What is needed: Report each line from the data below that holds the word "AppliedAdjustment".

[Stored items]

Start of Block

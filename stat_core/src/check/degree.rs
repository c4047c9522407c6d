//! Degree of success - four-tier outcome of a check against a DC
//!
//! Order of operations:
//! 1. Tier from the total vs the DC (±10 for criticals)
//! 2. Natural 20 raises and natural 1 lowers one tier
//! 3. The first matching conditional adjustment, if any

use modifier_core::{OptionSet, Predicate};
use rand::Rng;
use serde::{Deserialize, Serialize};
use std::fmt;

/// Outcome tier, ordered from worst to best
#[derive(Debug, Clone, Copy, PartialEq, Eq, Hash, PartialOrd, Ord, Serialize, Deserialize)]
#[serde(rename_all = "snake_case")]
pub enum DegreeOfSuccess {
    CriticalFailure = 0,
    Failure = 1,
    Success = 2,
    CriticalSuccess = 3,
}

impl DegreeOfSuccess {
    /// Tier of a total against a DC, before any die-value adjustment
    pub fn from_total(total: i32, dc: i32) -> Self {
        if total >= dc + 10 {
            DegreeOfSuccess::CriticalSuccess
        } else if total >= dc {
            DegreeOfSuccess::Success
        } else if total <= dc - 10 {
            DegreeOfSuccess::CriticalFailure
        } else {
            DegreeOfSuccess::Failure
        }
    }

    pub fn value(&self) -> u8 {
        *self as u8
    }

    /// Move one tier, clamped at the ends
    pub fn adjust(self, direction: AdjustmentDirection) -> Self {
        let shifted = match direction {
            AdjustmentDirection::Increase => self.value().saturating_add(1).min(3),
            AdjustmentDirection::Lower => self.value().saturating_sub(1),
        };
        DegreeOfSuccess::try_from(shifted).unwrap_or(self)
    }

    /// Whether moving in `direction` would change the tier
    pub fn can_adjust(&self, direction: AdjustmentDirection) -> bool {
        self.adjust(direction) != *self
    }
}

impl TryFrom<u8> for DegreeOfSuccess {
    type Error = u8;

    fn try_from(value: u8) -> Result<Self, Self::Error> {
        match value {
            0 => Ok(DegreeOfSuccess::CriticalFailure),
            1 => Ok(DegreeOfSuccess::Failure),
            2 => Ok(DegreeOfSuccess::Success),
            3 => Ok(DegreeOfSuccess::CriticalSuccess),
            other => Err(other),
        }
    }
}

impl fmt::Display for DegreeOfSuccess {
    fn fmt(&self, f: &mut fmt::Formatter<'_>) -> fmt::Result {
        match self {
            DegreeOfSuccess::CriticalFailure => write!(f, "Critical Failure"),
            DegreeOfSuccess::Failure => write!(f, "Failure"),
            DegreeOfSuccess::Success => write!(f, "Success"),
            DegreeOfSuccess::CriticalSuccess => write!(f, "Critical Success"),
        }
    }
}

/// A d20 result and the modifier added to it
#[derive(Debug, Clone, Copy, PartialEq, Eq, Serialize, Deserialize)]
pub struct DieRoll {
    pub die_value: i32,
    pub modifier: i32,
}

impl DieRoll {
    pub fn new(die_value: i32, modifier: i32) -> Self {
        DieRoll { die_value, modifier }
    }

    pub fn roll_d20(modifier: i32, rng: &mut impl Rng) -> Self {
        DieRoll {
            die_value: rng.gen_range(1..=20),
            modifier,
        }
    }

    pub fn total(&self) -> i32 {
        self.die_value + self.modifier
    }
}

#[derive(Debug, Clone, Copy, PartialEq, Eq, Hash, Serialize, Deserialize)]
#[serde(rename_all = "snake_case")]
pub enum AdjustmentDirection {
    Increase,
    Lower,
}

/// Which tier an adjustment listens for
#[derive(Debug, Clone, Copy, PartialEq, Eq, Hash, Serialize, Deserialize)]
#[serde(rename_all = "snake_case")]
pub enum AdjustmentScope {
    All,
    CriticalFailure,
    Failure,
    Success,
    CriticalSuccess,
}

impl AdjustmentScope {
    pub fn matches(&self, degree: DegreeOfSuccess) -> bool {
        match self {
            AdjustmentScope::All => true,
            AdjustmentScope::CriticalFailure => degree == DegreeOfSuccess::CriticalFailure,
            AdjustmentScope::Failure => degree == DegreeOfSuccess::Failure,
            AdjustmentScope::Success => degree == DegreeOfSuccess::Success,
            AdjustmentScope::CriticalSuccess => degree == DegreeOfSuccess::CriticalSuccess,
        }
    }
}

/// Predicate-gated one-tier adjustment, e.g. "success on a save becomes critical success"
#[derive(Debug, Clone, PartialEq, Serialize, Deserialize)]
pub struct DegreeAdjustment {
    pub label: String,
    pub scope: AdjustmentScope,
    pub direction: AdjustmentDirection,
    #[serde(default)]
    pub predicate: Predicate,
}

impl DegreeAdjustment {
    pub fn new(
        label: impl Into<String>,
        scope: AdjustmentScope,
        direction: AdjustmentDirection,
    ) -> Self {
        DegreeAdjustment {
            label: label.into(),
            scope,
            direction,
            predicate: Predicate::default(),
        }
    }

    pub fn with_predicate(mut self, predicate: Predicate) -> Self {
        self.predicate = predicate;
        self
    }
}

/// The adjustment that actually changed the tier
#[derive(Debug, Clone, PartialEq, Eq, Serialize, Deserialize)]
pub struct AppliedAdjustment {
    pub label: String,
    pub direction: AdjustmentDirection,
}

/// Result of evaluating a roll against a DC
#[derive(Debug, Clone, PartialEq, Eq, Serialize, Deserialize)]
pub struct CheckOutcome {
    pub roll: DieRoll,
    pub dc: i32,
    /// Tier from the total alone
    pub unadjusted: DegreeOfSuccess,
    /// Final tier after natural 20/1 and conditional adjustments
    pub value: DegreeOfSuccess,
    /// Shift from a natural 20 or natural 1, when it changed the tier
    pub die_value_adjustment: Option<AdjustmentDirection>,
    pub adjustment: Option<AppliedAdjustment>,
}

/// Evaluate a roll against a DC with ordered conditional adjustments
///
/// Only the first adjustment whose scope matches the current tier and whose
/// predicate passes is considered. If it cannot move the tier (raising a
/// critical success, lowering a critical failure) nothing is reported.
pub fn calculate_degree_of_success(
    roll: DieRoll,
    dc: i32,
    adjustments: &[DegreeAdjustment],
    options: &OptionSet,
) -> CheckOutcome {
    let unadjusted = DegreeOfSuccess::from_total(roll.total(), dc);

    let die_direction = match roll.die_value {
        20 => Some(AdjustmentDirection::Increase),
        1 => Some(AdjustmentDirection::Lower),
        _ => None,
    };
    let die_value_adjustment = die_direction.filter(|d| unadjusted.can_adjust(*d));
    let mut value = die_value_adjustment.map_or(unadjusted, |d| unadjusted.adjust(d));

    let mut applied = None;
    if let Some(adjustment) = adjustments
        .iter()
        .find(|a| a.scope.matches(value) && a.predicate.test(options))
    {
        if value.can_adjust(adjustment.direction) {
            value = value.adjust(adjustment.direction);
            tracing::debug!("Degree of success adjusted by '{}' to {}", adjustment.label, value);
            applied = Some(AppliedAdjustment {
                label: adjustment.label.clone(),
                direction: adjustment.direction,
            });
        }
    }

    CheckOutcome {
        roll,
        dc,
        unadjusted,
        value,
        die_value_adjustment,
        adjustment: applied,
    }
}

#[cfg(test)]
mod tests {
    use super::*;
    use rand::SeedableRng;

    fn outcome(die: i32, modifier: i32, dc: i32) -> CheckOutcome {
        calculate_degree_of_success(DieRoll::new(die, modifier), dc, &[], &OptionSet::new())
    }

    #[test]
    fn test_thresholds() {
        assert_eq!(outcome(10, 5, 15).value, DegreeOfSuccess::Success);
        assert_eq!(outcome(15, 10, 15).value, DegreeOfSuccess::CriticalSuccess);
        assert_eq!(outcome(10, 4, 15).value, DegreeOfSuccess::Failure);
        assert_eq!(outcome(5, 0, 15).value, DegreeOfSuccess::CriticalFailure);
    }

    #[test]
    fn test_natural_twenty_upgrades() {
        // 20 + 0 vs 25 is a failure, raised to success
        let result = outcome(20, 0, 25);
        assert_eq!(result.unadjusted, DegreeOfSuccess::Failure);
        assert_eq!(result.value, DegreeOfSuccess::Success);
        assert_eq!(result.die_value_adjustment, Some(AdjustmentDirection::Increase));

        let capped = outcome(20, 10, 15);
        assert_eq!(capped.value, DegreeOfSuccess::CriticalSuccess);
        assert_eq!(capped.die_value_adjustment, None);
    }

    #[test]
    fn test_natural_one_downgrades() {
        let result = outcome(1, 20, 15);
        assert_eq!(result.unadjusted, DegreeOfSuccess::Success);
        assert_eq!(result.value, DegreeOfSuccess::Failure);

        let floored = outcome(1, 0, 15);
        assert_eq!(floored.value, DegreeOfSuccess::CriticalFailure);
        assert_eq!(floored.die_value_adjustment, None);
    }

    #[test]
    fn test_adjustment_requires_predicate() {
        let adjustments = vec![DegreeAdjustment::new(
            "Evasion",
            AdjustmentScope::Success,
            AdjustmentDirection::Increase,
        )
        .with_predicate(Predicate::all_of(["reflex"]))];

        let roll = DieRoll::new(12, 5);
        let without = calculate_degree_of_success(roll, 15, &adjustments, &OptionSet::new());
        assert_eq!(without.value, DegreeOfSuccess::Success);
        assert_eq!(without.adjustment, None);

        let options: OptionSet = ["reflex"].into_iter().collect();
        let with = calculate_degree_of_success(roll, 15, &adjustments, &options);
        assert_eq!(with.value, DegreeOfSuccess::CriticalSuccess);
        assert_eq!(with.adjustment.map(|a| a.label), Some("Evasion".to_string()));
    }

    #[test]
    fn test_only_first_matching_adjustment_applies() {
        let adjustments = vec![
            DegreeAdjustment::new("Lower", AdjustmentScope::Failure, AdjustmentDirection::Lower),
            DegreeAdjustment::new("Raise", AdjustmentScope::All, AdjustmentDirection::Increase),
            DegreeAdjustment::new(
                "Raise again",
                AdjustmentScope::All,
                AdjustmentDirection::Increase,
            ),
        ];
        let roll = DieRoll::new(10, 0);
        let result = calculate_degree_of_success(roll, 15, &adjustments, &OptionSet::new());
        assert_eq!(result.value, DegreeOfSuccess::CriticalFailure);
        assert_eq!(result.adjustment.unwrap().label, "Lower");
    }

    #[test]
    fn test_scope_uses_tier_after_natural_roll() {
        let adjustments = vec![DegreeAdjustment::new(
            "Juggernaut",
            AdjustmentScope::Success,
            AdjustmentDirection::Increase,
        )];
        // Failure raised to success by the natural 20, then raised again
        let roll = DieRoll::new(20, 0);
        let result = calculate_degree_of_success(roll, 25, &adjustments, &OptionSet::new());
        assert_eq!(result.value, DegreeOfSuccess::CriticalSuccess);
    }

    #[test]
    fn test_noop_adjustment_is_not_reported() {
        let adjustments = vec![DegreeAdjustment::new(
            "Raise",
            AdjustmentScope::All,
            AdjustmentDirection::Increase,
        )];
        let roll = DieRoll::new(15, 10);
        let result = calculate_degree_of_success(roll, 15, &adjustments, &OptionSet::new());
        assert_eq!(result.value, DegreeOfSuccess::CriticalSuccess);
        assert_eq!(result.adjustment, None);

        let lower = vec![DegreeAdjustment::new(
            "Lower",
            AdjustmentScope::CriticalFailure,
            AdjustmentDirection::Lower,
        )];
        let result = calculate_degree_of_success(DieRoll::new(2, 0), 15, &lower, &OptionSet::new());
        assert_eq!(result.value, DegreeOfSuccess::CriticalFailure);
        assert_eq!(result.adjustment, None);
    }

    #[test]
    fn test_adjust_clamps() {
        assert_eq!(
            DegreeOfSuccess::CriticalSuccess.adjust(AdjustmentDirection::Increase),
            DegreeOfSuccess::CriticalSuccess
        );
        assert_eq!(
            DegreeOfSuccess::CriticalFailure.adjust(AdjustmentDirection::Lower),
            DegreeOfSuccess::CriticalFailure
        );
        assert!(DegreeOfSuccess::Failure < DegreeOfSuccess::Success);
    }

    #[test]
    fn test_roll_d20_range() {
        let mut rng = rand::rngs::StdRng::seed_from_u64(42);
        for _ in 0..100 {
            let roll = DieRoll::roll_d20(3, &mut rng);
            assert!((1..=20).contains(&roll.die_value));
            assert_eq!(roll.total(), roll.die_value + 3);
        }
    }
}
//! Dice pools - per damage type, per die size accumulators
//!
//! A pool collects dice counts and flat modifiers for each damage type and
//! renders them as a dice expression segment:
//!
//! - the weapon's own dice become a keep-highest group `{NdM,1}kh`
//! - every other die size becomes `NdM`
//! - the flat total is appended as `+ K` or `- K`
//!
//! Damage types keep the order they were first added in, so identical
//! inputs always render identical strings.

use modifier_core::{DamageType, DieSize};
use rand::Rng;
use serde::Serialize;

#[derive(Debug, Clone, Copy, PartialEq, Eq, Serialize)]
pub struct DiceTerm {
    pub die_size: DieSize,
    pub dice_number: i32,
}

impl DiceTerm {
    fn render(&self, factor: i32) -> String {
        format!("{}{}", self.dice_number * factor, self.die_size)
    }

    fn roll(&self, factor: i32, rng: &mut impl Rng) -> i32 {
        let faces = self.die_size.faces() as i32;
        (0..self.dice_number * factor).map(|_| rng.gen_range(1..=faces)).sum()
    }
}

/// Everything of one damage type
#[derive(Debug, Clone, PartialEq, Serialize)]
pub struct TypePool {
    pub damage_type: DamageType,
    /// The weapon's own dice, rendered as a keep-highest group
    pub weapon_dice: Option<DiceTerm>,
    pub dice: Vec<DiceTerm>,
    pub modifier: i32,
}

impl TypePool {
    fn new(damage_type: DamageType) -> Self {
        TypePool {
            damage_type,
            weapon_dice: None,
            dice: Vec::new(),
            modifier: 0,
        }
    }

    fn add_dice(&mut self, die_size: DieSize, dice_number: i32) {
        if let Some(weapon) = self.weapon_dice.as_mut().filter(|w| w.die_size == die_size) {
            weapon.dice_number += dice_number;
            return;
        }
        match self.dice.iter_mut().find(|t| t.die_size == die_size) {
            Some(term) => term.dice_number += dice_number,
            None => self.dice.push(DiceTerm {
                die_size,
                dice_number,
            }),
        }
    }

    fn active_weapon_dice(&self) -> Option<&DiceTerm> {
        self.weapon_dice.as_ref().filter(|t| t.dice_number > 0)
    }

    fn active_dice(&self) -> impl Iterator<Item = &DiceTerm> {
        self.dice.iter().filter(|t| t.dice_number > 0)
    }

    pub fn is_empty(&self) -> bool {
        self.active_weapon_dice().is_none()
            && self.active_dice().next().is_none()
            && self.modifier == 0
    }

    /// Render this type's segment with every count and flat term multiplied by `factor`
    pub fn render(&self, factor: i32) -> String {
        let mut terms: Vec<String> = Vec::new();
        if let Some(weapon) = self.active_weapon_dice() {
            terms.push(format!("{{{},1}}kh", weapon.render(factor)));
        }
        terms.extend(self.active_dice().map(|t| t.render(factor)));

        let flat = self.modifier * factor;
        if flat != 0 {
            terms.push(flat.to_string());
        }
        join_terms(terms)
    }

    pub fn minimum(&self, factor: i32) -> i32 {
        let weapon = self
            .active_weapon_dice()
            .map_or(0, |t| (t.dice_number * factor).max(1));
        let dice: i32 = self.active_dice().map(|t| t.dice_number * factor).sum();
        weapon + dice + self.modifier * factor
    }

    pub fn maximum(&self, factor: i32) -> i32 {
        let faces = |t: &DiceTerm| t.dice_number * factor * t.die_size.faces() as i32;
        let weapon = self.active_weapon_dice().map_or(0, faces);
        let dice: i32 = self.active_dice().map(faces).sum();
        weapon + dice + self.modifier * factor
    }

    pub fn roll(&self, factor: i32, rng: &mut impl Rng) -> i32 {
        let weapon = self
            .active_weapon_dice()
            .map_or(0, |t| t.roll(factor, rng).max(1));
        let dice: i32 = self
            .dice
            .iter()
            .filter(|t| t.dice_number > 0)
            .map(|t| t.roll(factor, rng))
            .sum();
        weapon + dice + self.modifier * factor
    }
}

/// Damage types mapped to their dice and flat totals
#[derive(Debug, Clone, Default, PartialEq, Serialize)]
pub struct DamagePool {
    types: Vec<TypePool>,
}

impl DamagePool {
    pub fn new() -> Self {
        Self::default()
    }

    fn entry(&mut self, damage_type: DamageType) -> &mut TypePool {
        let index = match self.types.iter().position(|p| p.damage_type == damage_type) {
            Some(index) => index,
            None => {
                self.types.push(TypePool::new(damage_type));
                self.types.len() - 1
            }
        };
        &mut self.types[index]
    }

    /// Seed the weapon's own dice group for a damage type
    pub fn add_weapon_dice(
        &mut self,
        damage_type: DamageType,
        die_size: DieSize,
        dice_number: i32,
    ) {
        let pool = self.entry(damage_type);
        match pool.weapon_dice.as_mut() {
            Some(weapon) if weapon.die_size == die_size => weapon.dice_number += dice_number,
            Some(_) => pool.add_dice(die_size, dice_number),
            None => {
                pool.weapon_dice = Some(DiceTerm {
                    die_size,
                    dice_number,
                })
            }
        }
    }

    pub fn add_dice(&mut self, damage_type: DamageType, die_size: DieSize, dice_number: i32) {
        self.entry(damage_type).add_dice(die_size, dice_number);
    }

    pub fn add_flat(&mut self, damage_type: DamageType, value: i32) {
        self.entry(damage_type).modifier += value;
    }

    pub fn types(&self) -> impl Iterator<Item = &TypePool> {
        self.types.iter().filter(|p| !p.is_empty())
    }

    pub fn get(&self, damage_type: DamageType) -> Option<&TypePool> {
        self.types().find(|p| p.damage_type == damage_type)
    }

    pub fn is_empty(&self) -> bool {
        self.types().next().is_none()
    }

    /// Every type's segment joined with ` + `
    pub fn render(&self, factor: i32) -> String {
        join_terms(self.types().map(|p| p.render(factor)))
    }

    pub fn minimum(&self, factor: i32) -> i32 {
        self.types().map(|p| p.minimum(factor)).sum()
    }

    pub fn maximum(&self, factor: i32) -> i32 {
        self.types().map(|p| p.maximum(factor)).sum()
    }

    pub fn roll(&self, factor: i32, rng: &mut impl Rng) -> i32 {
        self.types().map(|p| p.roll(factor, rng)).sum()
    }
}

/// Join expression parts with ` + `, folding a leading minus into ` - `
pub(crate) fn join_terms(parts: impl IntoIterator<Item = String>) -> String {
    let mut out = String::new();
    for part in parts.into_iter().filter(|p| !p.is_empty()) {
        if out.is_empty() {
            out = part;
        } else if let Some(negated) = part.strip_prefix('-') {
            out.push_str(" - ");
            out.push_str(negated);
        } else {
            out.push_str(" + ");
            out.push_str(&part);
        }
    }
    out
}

End of Block

Solved exercise:
pub struct AppliedAdjustment {
    pub adjustment: Option<AppliedAdjustment>,
            applied = Some(AppliedAdjustment {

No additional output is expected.